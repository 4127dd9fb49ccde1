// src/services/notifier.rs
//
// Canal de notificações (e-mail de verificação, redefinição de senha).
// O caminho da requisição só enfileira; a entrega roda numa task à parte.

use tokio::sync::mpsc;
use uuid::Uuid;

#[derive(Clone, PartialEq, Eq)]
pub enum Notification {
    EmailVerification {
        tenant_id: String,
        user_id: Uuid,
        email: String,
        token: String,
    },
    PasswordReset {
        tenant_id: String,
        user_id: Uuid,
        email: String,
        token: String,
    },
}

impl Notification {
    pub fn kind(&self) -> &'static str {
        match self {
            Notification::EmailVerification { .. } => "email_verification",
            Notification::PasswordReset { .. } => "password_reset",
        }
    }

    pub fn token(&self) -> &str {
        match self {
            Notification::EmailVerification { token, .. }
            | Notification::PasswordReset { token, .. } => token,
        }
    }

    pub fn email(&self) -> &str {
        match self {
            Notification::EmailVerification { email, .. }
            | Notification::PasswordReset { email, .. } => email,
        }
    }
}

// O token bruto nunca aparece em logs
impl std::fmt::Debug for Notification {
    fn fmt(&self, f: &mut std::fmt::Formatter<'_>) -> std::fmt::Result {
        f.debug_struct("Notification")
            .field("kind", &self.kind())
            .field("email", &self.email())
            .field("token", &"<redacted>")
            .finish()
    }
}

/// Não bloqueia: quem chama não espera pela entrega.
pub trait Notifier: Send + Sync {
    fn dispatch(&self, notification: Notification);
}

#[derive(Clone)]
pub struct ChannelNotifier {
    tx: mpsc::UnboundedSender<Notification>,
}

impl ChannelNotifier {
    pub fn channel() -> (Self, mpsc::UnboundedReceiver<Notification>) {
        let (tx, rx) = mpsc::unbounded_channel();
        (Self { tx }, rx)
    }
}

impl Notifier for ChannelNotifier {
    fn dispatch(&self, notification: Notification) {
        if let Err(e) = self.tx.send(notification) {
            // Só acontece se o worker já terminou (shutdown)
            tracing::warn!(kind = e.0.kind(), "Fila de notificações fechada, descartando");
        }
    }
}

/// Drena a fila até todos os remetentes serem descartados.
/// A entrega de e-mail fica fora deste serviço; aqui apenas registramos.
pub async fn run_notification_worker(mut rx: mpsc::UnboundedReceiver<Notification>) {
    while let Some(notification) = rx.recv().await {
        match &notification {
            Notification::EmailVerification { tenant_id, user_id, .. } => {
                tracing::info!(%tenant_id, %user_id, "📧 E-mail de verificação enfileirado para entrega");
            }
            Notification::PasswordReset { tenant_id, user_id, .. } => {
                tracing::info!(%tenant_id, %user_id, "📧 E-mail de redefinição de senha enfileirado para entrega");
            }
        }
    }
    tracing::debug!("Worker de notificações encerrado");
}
* * *
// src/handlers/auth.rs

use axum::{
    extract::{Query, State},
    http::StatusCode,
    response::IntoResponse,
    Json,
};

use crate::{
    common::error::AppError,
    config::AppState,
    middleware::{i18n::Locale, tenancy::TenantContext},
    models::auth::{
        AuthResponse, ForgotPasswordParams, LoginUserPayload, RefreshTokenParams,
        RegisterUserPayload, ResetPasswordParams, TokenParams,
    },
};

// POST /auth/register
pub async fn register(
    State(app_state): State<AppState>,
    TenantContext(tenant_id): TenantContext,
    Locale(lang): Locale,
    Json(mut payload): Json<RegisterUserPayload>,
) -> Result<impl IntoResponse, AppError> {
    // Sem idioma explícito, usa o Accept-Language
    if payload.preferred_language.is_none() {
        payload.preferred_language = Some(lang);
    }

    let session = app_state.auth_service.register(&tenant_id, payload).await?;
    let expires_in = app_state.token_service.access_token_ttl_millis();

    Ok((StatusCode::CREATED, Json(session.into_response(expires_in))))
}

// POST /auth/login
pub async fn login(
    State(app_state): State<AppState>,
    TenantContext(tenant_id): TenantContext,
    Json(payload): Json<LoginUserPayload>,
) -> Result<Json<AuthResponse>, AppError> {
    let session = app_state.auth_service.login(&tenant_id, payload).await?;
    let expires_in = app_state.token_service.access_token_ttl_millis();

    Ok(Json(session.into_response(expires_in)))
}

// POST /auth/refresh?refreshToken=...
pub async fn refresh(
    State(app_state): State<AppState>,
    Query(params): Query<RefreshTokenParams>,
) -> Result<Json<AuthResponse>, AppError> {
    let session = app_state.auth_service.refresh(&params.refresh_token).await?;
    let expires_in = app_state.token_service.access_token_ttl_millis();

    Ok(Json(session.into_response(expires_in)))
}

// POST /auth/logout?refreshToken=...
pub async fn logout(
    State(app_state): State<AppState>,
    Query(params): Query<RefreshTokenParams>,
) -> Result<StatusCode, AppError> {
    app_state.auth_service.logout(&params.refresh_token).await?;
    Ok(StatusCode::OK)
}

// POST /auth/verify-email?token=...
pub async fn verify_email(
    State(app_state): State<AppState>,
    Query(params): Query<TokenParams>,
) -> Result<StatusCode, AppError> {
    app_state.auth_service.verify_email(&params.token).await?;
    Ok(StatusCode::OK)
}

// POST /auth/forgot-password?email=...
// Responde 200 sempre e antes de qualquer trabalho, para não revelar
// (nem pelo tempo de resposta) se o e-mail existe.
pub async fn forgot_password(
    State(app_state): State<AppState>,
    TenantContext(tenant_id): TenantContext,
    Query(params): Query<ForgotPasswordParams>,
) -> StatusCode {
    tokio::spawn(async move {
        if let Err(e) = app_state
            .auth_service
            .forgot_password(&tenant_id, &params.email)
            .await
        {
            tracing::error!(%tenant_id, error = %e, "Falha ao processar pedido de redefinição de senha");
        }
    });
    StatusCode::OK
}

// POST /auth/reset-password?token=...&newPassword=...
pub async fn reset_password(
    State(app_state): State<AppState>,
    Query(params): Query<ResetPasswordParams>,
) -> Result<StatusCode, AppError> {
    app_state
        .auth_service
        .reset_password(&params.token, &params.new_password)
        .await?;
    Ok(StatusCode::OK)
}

WHAT YOU WILL DO »
From the material above, retype precisely the lines between the line holding "use tokio::sync::mpsc;" and the line holding "pub async fn run_notification_worker(mut", inclusive, and nothing beyond them.

RESULT OF THE EXERCISE »
use tokio::sync::mpsc;
use uuid::Uuid;

#[derive(Clone, PartialEq, Eq)]
pub enum Notification {
    EmailVerification {
        tenant_id: String,
        user_id: Uuid,
        email: String,
        token: String,
    },
    PasswordReset {
        tenant_id: String,
        user_id: Uuid,
        email: String,
        token: String,
    },
}

impl Notification {
    pub fn kind(&self) -> &'static str {
        match self {
            Notification::EmailVerification { .. } => "email_verification",
            Notification::PasswordReset { .. } => "password_reset",
        }
    }

    pub fn token(&self) -> &str {
        match self {
            Notification::EmailVerification { token, .. }
            | Notification::PasswordReset { token, .. } => token,
        }
    }

    pub fn email(&self) -> &str {
        match self {
            Notification::EmailVerification { email, .. }
            | Notification::PasswordReset { email, .. } => email,
        }
    }
}

// O token bruto nunca aparece em logs
impl std::fmt::Debug for Notification {
    fn fmt(&self, f: &mut std::fmt::Formatter<'_>) -> std::fmt::Result {
        f.debug_struct("Notification")
            .field("kind", &self.kind())
            .field("email", &self.email())
            .field("token", &"<redacted>")
            .finish()
    }
}

/// Não bloqueia: quem chama não espera pela entrega.
pub trait Notifier: Send + Sync {
    fn dispatch(&self, notification: Notification);
}

#[derive(Clone)]
pub struct ChannelNotifier {
    tx: mpsc::UnboundedSender<Notification>,
}

impl ChannelNotifier {
    pub fn channel() -> (Self, mpsc::UnboundedReceiver<Notification>) {
        let (tx, rx) = mpsc::unbounded_channel();
        (Self { tx }, rx)
    }
}

impl Notifier for ChannelNotifier {
    fn dispatch(&self, notification: Notification) {
        if let Err(e) = self.tx.send(notification) {
            // Só acontece se o worker já terminou (shutdown)
            tracing::warn!(kind = e.0.kind(), "Fila de notificações fechada, descartando");
        }
    }
}

/// Drena a fila até todos os remetentes serem descartados.
/// A entrega de e-mail fica fora deste serviço; aqui apenas registramos.
pub async fn run_notification_worker(mut rx: mpsc::UnboundedReceiver<Notification>) {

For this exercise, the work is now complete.